//! AWS Bedrock dialect
//!
//! Speaks the raw `invoke-with-response-stream` runtime API with
//! SigV4-signed requests; the response is AWS Event Stream framing,
//! converted back to SSE by [`crate::EventStreamToSse`].

use aws_credential_types::provider::ProvideCredentials as _;
use aws_credential_types::provider::SharedCredentialsProvider;
use aws_sigv4::http_request::{SignableBody, SignableRequest, SigningSettings, sign};
use aws_sigv4::sign::v4;
use bytes::Bytes;
use http::header::CONTENT_TYPE;
use url::Url;

use crate::error::UpstreamError;
use crate::types::{OutboundRequest, TransformInput};

/// Anthropic version constant the Bedrock dialect expects in the body
const BEDROCK_ANTHROPIC_VERSION: &str = "bedrock-2023-05-31";

/// SigV4 service name for the Bedrock runtime
const SERVICE_NAME: &str = "bedrock";

/// Bedrock runtime adapter state
pub(crate) struct BedrockDialect {
    region: String,
    credentials: SharedCredentialsProvider,
}

impl BedrockDialect {
    /// Resolve the AWS default credential chain for the region
    ///
    /// # Errors
    ///
    /// Returns an error if the environment provides no credential
    /// source at all.
    pub(crate) async fn new(region: String) -> Result<Self, UpstreamError> {
        let config = aws_config::defaults(aws_config::BehaviorVersion::latest())
            .region(aws_config::Region::new(region.clone()))
            .load()
            .await;

        let credentials = config.credentials_provider().ok_or_else(|| {
            UpstreamError::TokenSource("no AWS credential source available".to_owned())
        })?;

        Ok(Self {
            region,
            credentials,
        })
    }

    /// Construct with an explicit credentials provider
    pub(crate) fn with_credentials(region: String, credentials: SharedCredentialsProvider) -> Self {
        Self {
            region,
            credentials,
        }
    }

    /// Build and sign the outbound request
    pub(crate) async fn transform(
        &self,
        body: &[u8],
        mapped_model: Option<&str>,
        input: &TransformInput<'_>,
    ) -> Result<OutboundRequest, UpstreamError> {
        let model = mapped_model.ok_or_else(|| {
            UpstreamError::Url("bedrock requires a model name in the request".to_owned())
        })?;

        let body = prepare_body(body);
        let url = self.invoke_url(model, input.stream)?;
        let headers = self.sign(&url, &body).await?;

        Ok(OutboundRequest {
            url,
            body: Bytes::from(body),
            headers,
        })
    }

    /// Runtime endpoint for a model id
    ///
    /// Model ids carry `:` and `.` (`anthropic.claude-sonnet-4-5-…-v1:0`);
    /// both are legal in a path segment, so the URL is signed exactly
    /// as sent.
    fn invoke_url(&self, model: &str, stream: bool) -> Result<Url, UpstreamError> {
        let verb = if stream {
            "invoke-with-response-stream"
        } else {
            "invoke"
        };
        let url = format!(
            "https://bedrock-runtime.{}.amazonaws.com/model/{model}/{verb}",
            self.region
        );
        Url::parse(&url).map_err(|e| UpstreamError::Url(e.to_string()))
    }

    /// SigV4-sign the request, returning the full outbound header set
    ///
    /// The payload hash covers the exact bytes sent; signing happens
    /// per request because signatures are time-based.
    async fn sign(&self, url: &Url, body: &[u8]) -> Result<http::HeaderMap, UpstreamError> {
        let credentials = self
            .credentials
            .provide_credentials()
            .await
            .map_err(|e| UpstreamError::TokenSource(e.to_string()))?;
        let identity = credentials.into();

        let params = v4::SigningParams::builder()
            .identity(&identity)
            .region(&self.region)
            .name(SERVICE_NAME)
            .time(std::time::SystemTime::now())
            .settings(SigningSettings::default())
            .build()
            .map_err(|e| UpstreamError::Signing(e.to_string()))?
            .into();

        let signable = SignableRequest::new(
            "POST",
            url.as_str(),
            std::iter::once(("content-type", "application/json")),
            SignableBody::Bytes(body),
        )
        .map_err(|e| UpstreamError::Signing(e.to_string()))?;

        let (instructions, _signature) = sign(signable, &params)
            .map_err(|e| UpstreamError::Signing(e.to_string()))?
            .into_parts();

        let mut request = http::Request::builder()
            .method(http::Method::POST)
            .uri(url.as_str())
            .body(())
            .map_err(|e| UpstreamError::Signing(e.to_string()))?;
        request
            .headers_mut()
            .insert(CONTENT_TYPE, http::HeaderValue::from_static("application/json"));
        instructions.apply_to_request_http1x(&mut request);

        Ok(request.headers().clone())
    }
}

/// Strip `model` and stamp the Bedrock anthropic version
///
/// Bedrock addresses the model through the URL; a `model` field in the
/// body is rejected. Malformed JSON passes through unchanged.
fn prepare_body(body: &[u8]) -> Vec<u8> {
    let Ok(mut root) = serde_json::from_slice::<serde_json::Value>(body) else {
        tracing::warn!("bedrock request body is not valid JSON, passing through");
        return body.to_vec();
    };

    if let Some(object) = root.as_object_mut() {
        object.remove("model");
        object.insert(
            "anthropic_version".to_owned(),
            serde_json::Value::String(BEDROCK_ANTHROPIC_VERSION.to_owned()),
        );
    }

    serde_json::to_vec(&root).unwrap_or_else(|_| body.to_vec())
}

——————————

### What you need to do
In full and word for word, set down the records shown above.

### Exercise solution
//! AWS Bedrock dialect
//!
//! Speaks the raw `invoke-with-response-stream` runtime API with
//! SigV4-signed requests; the response is AWS Event Stream framing,
//! converted back to SSE by [`crate::EventStreamToSse`].

use aws_credential_types::provider::ProvideCredentials as _;
use aws_credential_types::provider::SharedCredentialsProvider;
use aws_sigv4::http_request::{SignableBody, SignableRequest, SigningSettings, sign};
use aws_sigv4::sign::v4;
use bytes::Bytes;
use http::header::CONTENT_TYPE;
use url::Url;

use crate::error::UpstreamError;
use crate::types::{OutboundRequest, TransformInput};

/// Anthropic version constant the Bedrock dialect expects in the body
const BEDROCK_ANTHROPIC_VERSION: &str = "bedrock-2023-05-31";

/// SigV4 service name for the Bedrock runtime
const SERVICE_NAME: &str = "bedrock";

/// Bedrock runtime adapter state
pub(crate) struct BedrockDialect {
    region: String,
    credentials: SharedCredentialsProvider,
}

impl BedrockDialect {
    /// Resolve the AWS default credential chain for the region
    ///
    /// # Errors
    ///
    /// Returns an error if the environment provides no credential
    /// source at all.
    pub(crate) async fn new(region: String) -> Result<Self, UpstreamError> {
        let config = aws_config::defaults(aws_config::BehaviorVersion::latest())
            .region(aws_config::Region::new(region.clone()))
            .load()
            .await;

        let credentials = config.credentials_provider().ok_or_else(|| {
            UpstreamError::TokenSource("no AWS credential source available".to_owned())
        })?;

        Ok(Self {
            region,
            credentials,
        })
    }

    /// Construct with an explicit credentials provider
    pub(crate) fn with_credentials(region: String, credentials: SharedCredentialsProvider) -> Self {
        Self {
            region,
            credentials,
        }
    }

    /// Build and sign the outbound request
    pub(crate) async fn transform(
        &self,
        body: &[u8],
        mapped_model: Option<&str>,
        input: &TransformInput<'_>,
    ) -> Result<OutboundRequest, UpstreamError> {
        let model = mapped_model.ok_or_else(|| {
            UpstreamError::Url("bedrock requires a model name in the request".to_owned())
        })?;

        let body = prepare_body(body);
        let url = self.invoke_url(model, input.stream)?;
        let headers = self.sign(&url, &body).await?;

        Ok(OutboundRequest {
            url,
            body: Bytes::from(body),
            headers,
        })
    }

    /// Runtime endpoint for a model id
    ///
    /// Model ids carry `:` and `.` (`anthropic.claude-sonnet-4-5-…-v1:0`);
    /// both are legal in a path segment, so the URL is signed exactly
    /// as sent.
    fn invoke_url(&self, model: &str, stream: bool) -> Result<Url, UpstreamError> {
        let verb = if stream {
            "invoke-with-response-stream"
        } else {
            "invoke"
        };
        let url = format!(
            "https://bedrock-runtime.{}.amazonaws.com/model/{model}/{verb}",
            self.region
        );
        Url::parse(&url).map_err(|e| UpstreamError::Url(e.to_string()))
    }

    /// SigV4-sign the request, returning the full outbound header set
    ///
    /// The payload hash covers the exact bytes sent; signing happens
    /// per request because signatures are time-based.
    async fn sign(&self, url: &Url, body: &[u8]) -> Result<http::HeaderMap, UpstreamError> {
        let credentials = self
            .credentials
            .provide_credentials()
            .await
            .map_err(|e| UpstreamError::TokenSource(e.to_string()))?;
        let identity = credentials.into();

        let params = v4::SigningParams::builder()
            .identity(&identity)
            .region(&self.region)
            .name(SERVICE_NAME)
            .time(std::time::SystemTime::now())
            .settings(SigningSettings::default())
            .build()
            .map_err(|e| UpstreamError::Signing(e.to_string()))?
            .into();

        let signable = SignableRequest::new(
            "POST",
            url.as_str(),
            std::iter::once(("content-type", "application/json")),
            SignableBody::Bytes(body),
        )
        .map_err(|e| UpstreamError::Signing(e.to_string()))?;

        let (instructions, _signature) = sign(signable, &params)
            .map_err(|e| UpstreamError::Signing(e.to_string()))?
            .into_parts();

        let mut request = http::Request::builder()
            .method(http::Method::POST)
            .uri(url.as_str())
            .body(())
            .map_err(|e| UpstreamError::Signing(e.to_string()))?;
        request
            .headers_mut()
            .insert(CONTENT_TYPE, http::HeaderValue::from_static("application/json"));
        instructions.apply_to_request_http1x(&mut request);

        Ok(request.headers().clone())
    }
}

/// Strip `model` and stamp the Bedrock anthropic version
///
/// Bedrock addresses the model through the URL; a `model` field in the
/// body is rejected. Malformed JSON passes through unchanged.
fn prepare_body(body: &[u8]) -> Vec<u8> {
    let Ok(mut root) = serde_json::from_slice::<serde_json::Value>(body) else {
        tracing::warn!("bedrock request body is not valid JSON, passing through");
        return body.to_vec();
    };

    if let Some(object) = root.as_object_mut() {
        object.remove("model");
        object.insert(
            "anthropic_version".to_owned(),
            serde_json::Value::String(BEDROCK_ANTHROPIC_VERSION.to_owned()),
        );
    }

    serde_json::to_vec(&root).unwrap_or_else(|_| body.to_vec())
}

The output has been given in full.